Die Bundesregierung hatte das Ziel ausgegeben, dass 400.000 neue Wohnungen pro Jahr gebaut werden. Davon sollten 100.000 Sozialwohnungen sein. Vor dem Hintergrund der steigenden Baukosten dürfte das Ziel der Koalition kaum zu erreichen sein.
Die Spitzenverbände der Bauwirtschaft hatten bereits Anfang Dezember in einem gemeinsamen Schreiben erklärt:
Im Jahr 2021 wurden nur noch 293.393 Wohnungen neu gebaut. 2022 wird diese Zahl aller Voraussicht noch unterschritten. Alle Vorzeichen deuten darauf hin, dass es im Jahr 2023 einen dramatischen Einbruch geben wird. Das Ziel der Koalition, jährlich 400.000 Wohnungen zu bauen, droht zum Wunschdenken zu werden.
Ende vergangenen Jahres hatte das Münchner ifo-Institut darauf verwiesen, dass die Zahl der Stornierungen im deutschen Wohnungsbau deutlich zugenommen habe. Im November klagten laut einer Umfrage 16,7 Prozent der Unternehmen über Stornierungen, nach 14,5 Prozent im Vormonat.
Ifo-Forscher Felix Leiss sagte: "Zwar verfügen die Unternehmen noch über gut gefüllte Auftragsbücher, aber die immer weiter steigenden Baupreise, höhere Zinsen und geringere Fördermöglichkeiten belasten das Neugeschäft und führen bereits seit einigen Monaten zu auffällig vielen Stornierungen". Die Unternehmen seien sehr besorgt.
Am Mittwoch veröffentliche auch das Deutsche Institut für Wirtschaftsforschung (DIW) eine Analyse der Situation im Wohnungsbau. Dem DIW zufolge stieg das Bauvolumen im vergangenen Jahr nominal um 13,6 Prozent.
Weil die Branche von kräftigen Preissteigerungen geprägt war, stieg der Umsatz allerdings nur auf dem Papier. Inflationsbereinigt sei die Bautätigkeit um zwei Prozent zurückgegangen, heißt es beim DIW. Der dringend benötigte Wohnungsneubau sei sogar um 4,5 Prozent geschrumpft.
Studienautor Martin Gornig geht davon aus, dass das Bauvolumen auch in diesem Jahr inflationsbereinigt negativ sein wird. Erst ab 2024 könnte es wieder im Plus liegen, wobei "der Wohnungsbau, insbesondere der Neubau, der Gesamtentwicklung noch hinterherhinken" dürfte.
Gornig fordert deshalb von der Bundesregierung einen Strategiewechsel. Um in Ballungsräumen bezahlbaren neuen Wohnraum zu schaffen, müsse sie stärker auf die Nachverdichtung im Bestand setzen.
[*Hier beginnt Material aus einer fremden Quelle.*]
/// Mock render device and resources for unit tests (no GPU required)
///
/// The mock device records every command it receives so tests can assert
/// on what batches and scene passes submitted.

use std::sync::Arc;
use std::sync::atomic::{AtomicU32, Ordering};
use glam::Vec4;
use rustc_hash::FxHashMap;
use crate::error::{Galaxy3dError, Galaxy3dResult};
use crate::renderer::{
    ClearFlags, DepthFormat, DepthStencilBuffer, DepthStencilDesc, Effect, Material,
    MaterialId, ObjectFactory, ParamValue, PixelFormat, RenderDevice, RenderOperation,
    RenderTarget, RenderTargetDesc, ResourceProvider, Texture,
};

// ============================================================================
// Recorded commands
// ============================================================================

#[derive(Debug, Clone)]
pub enum DeviceCommand {
    Clear {
        flags: ClearFlags,
        color: Vec4,
        depth: f32,
        stencil: i32,
    },
    SetRenderTarget {
        index: u32,
        target: Option<u32>,
    },
    SetDepthStencil {
        buffer: Option<u32>,
    },
    Render {
        material: MaterialId,
        material_name: String,
        pass_flags: u64,
        params: Vec<(String, ParamValue)>,
        operation_count: usize,
        first_transform: Option<glam::Mat4>,
        selector_id: i32,
    },
}

// ============================================================================
// Mock RenderDevice
// ============================================================================

#[derive(Debug, Default)]
pub struct MockRenderDevice {
    pub commands: Vec<DeviceCommand>,
}

impl MockRenderDevice {
    pub fn new() -> Self {
        Self::default()
    }

    /// Render commands only, in submission order
    pub fn renders(&self) -> Vec<&DeviceCommand> {
        self.commands.iter()
            .filter(|c| matches!(c, DeviceCommand::Render { .. }))
            .collect()
    }

    /// Names of the materials submitted, in submission order
    pub fn rendered_material_names(&self) -> Vec<String> {
        self.commands.iter()
            .filter_map(|c| match c {
                DeviceCommand::Render { material_name, .. } => Some(material_name.clone()),
                _ => None,
            })
            .collect()
    }

    /// Total number of operations submitted through `render`
    pub fn rendered_operation_count(&self) -> usize {
        self.commands.iter()
            .map(|c| match c {
                DeviceCommand::Render { operation_count, .. } => *operation_count,
                _ => 0,
            })
            .sum()
    }
}

impl RenderDevice for MockRenderDevice {
    fn clear(&mut self, flags: ClearFlags, color: Vec4, depth: f32, stencil: i32) -> Galaxy3dResult<()> {
        self.commands.push(DeviceCommand::Clear { flags, color, depth, stencil });
        Ok(())
    }

    fn set_render_target(&mut self, index: u32, target: Option<&Arc<dyn RenderTarget>>) -> Galaxy3dResult<()> {
        self.commands.push(DeviceCommand::SetRenderTarget {
            index,
            target: target.map(|t| t.width()),
        });
        Ok(())
    }

    fn set_depth_stencil_buffer(&mut self, buffer: Option<&Arc<dyn DepthStencilBuffer>>) -> Galaxy3dResult<()> {
        self.commands.push(DeviceCommand::SetDepthStencil {
            buffer: buffer.map(|b| b.width()),
        });
        Ok(())
    }

    fn render(&mut self, material: &Material, operations: &[RenderOperation], selector_id: i32) -> Galaxy3dResult<()> {
        self.commands.push(DeviceCommand::Render {
            material: material.id(),
            material_name: material.name().to_string(),
            pass_flags: material.pass_flags(),
            params: material.params().to_vec(),
            operation_count: operations.len(),
            first_transform: operations.first().map(|op| op.root_transform),
            selector_id,
        });
        Ok(())
    }
}

// ============================================================================
// Mock resources
// ============================================================================

#[derive(Debug)]
pub struct MockRenderTarget {
    pub desc: RenderTargetDesc,
}

impl RenderTarget for MockRenderTarget {
    fn width(&self) -> u32 { self.desc.width }
    fn height(&self) -> u32 { self.desc.height }
    fn format(&self) -> PixelFormat { self.desc.format }
    fn sample_count(&self) -> u32 { self.desc.sample_count }
}

#[derive(Debug)]
pub struct MockDepthStencil {
    pub desc: DepthStencilDesc,
}

impl DepthStencilBuffer for MockDepthStencil {
    fn width(&self) -> u32 { self.desc.width }
    fn height(&self) -> u32 { self.desc.height }
    fn format(&self) -> DepthFormat { self.desc.format }
}

#[derive(Debug)]
pub struct MockTexture {
    pub width: u32,
    pub height: u32,
}

impl Texture for MockTexture {
    fn width(&self) -> u32 { self.width }
    fn height(&self) -> u32 { self.height }
}

#[derive(Debug)]
pub struct MockEffect {
    pub name: String,
    pub parameters: Vec<String>,
}

impl MockEffect {
    pub fn new(name: &str, parameters: &[&str]) -> Self {
        Self {
            name: name.to_string(),
            parameters: parameters.iter().map(|p| p.to_string()).collect(),
        }
    }
}

impl Effect for MockEffect {
    fn name(&self) -> &str {
        &self.name
    }

    fn has_parameter(&self, name: &str) -> bool {
        self.parameters.iter().any(|p| p == name)
    }
}

// ============================================================================
// Mock ObjectFactory
// ============================================================================

#[derive(Debug, Default)]
pub struct MockObjectFactory {
    pub render_targets_created: AtomicU32,
    pub depth_stencils_created: AtomicU32,
    /// When set, render target creation fails
    pub fail_render_targets: bool,
}

impl ObjectFactory for MockObjectFactory {
    fn create_render_target(&mut self, desc: &RenderTargetDesc) -> Galaxy3dResult<Arc<dyn RenderTarget>> {
        if self.fail_render_targets {
            return Err(Galaxy3dError::BackendError("render target creation disabled".to_string()));
        }
        self.render_targets_created.fetch_add(1, Ordering::Relaxed);
        Ok(Arc::new(MockRenderTarget { desc: *desc }))
    }

    fn create_depth_stencil_buffer(&mut self, desc: &DepthStencilDesc) -> Galaxy3dResult<Arc<dyn DepthStencilBuffer>> {
        self.depth_stencils_created.fetch_add(1, Ordering::Relaxed);
        Ok(Arc::new(MockDepthStencil { desc: *desc }))
    }
}

// ============================================================================
// Mock ResourceProvider
// ============================================================================

#[derive(Debug, Default)]
pub struct MockResources {
    pub effects: FxHashMap<String, Arc<dyn Effect>>,
    pub textures: FxHashMap<String, Arc<dyn Texture>>,
}

impl MockResources {
    pub fn with_effect(mut self, effect: MockEffect) -> Self {
        self.effects.insert(effect.name.clone(), Arc::new(effect));
        self
    }

    pub fn with_texture(mut self, name: &str, width: u32, height: u32) -> Self {
        self.textures.insert(name.to_string(), Arc::new(MockTexture { width, height }));
        self
    }
}

impl ResourceProvider for MockResources {
    fn effect(&self, name: &str) -> Option<Arc<dyn Effect>> {
        self.effects.get(name).cloned()
    }

    fn texture(&self, name: &str) -> Option<Arc<dyn Texture>> {
        self.textures.get(name).cloned()
    }
}

// ============================================================================
// Capturing logger
// ============================================================================

/// Logger keeping every entry, to assert on reported content problems
#[derive(Debug, Default)]
pub struct CaptureLogger {
    pub entries: std::sync::Mutex<Vec<crate::log::LogEntry>>,
}

impl CaptureLogger {
    pub fn new() -> Arc<Self> {
        Arc::new(Self::default())
    }

    /// Messages logged at `severity`
    pub fn messages(&self, severity: crate::log::LogSeverity) -> Vec<String> {
        self.entries.lock()
            .map(|entries| entries.iter()
                .filter(|e| e.severity == severity)
                .map(|e| e.message.clone())
                .collect())
            .unwrap_or_default()
    }

    pub fn warnings(&self) -> Vec<String> {
        self.messages(crate::log::LogSeverity::Warn)
    }
}

impl crate::log::Logger for CaptureLogger {
    fn log(&self, entry: &crate::log::LogEntry) {
        if let Ok(mut entries) = self.entries.lock() {
            entries.push(entry.clone());
        }
    }
}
Zudem sollten auch Unternehmen gefördert werden, um Kapazitäten aufbauen zu können.
Anderenfalls könnten die Engpässe im Angebot nicht abgebaut werden. Durch die bestehenden Engpässe bestünde die Gefahr, dass ein Großteil der Förderungen, etwa bei der energetischen Gebäudesanierung, in steigenden Preisen verpuffe.